Are translations of a polynomial linearly independent?
Solution 1:
Consider the matrix of coefficients, where each row corresponds to an evaluation at a point, and each column to a power of $x$. Any linear dependency among the columns amounts to some degree~$n$ polynomial in the point, which is supposed to have $n+1$ roots. Since this can't happen, the polynomials are independent.
Example (almost Vandermonde) - $P(x) = x^2$: $$\begin{pmatrix} 1 & 2a & a^2 \\ 1 & 2b & b^2 \\ 1 & 2c & c^2 \end{pmatrix}$$ A linear dependency of the columns is a quadratic polynomial having three different roots $a,b,c$.
EDIT: Just to clarify what happens in the general case. Here's the matrix corresponding to $P(x) = x^2 + \alpha x + \beta$: $$\begin{pmatrix} 1 & 2a + \alpha & a^2 + \alpha a + \beta \\ 1 & 2b + \alpha & b^2 + \alpha b + \beta \\ 1 & 2c + \alpha & c^2 + \alpha c + \beta \end{pmatrix}$$ Since the degree of the polynomial in column $t$ is $t$ (if we start counting from zero), it's easy to see that the any non-zero combination of columns results in a non-zero polynomial (consider the rightmost non-zero column).
Solution 2:
Here a fancy proof that uses operators and differentiation.
Let $T_a$ be the translation operator which maps polynomials to their translates
$$ T_a p(x) = p(x + a) .$$
Restricting attention to polynomials of degree $n$ or lower, this is a map from an $n+1$-dimensional vector space to itself. The question to be resolved is whether the $n+1$ translation operators $T_{a_0}, T_{a_1}\dots, T_{a_n}$ are linearly independent (when applied to polynomials of degree $n$).

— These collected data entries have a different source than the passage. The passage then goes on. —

// Copyright (c) 2025 Geoffrey Huntley <ghuntley@ghuntley.com>. All rights reserved.
// SPDX-License-Identifier: Proprietary

//! SCIM 2.0 filter expressions (RFC 7644 section 3.4.2.2).
//!
//! Turning filter text into a tree happens in two stages:
//!
//! 1. [`tokenize`] converts the text into a [`Token`] sequence, applying JSON
//!    literal rules to strings, numbers, booleans and `null`.
//! 2. [`parse`] runs a recursive-descent parser over the tokens and builds a
//!    [`Filter`] tree.
//!
//! [`FilterParser::parse`] does both. Evaluating the resulting tree against
//! resources is left to the caller.
//!
//! ```
//! use loom_scim_filter::{Filter, FilterParser};
//!
//! let filter = FilterParser::parse(r#"emails[type eq "work"] and active eq true"#)?;
//! assert_eq!(filter.operator(), "and");
//! assert!(matches!(filter, Filter::Logical { .. }));
//! assert_eq!(filter.to_string(), r#"emails[type eq "work"] and active eq true"#);
//! # Ok::<(), loom_scim_filter::FilterError>(())
//! ```

pub mod ast;
pub mod cursor;
pub mod error;
pub mod lexer;
pub mod limits;
pub mod parser;
pub mod token;

pub use ast::{AttributePath, CompareOp, Filter, LogicalOp, Value};
pub use cursor::Cursor;
pub use error::{
	EscapeError, FilterError, NumberError, ParseError, ParseErrorKind, TokenizeError,
};
pub use lexer::tokenize;
pub use limits::{
	ParseLimits, ParseLimitsLayer, DEFAULT_MAX_DEPTH, DEFAULT_MAX_HEIGHT, DEFAULT_MAX_INPUT_LENGTH,
};
pub use parser::{parse, parse_with_limits, parse_with_max_depth, FilterParser};
pub use token::{LogicalOperator, Operator, Token, TokenKind};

It is well-known that the translation operator can be written as the exponentiation of the differentiation operator $Dp(x) := p'(x)$ as follows
$$ T_a = e^{aD} = 1 + \frac1{1!} aD + \frac1{2!} a^2D^2 + \dots + \frac1{n!} a^n D^n .$$
This is Taylor's theorem. Note that since $D$ is nilpotent on the space of polynomials of degree $n$, $D^{n+1} = 0$, the series is actually a finite sum.
Now, the point is that for any polynomial $p(x)$ of degree $n$, we know that its derivatives $p(x), Dp(x), D^2p(x), \dots, D^n p(x)$ are linearly independent because the degree always decreases by 1. Hence, they form a basis of our vector space of polynomials. The expansion of the $T_a$ in terms of this new basis is given by the expression above.
To show that the translates $T_{a_k} p(x)$ are linearly independent, we only have to check that their matrix with respect to the new basis is nonsingular. It reads
$$\begin{pmatrix} 1 & 1 & \dots & 1 \\ a_0 & a_1 & \dots & a_n \\ \frac1{2!} a_0^2 & \frac1{2!} a_1^2 & \dots & \frac1{2!} a_n^2 \\ \vdots \\ \frac1{n!} a_0^n & \frac1{n!} a_1^n & \dots & \frac1{n!} a_n^n \\ \end{pmatrix}$$
But its determinant is clearly a non-zero multiple of the Vandermonde determinant, which is non-zero if and only if the values $a_0,a_1,\dots,a_n$ are pairwise distinct.
(Another way to see that this matrix is non-singular is to note that the Vandermonde determinant is related to the interpolation problem, whose solution is unique.)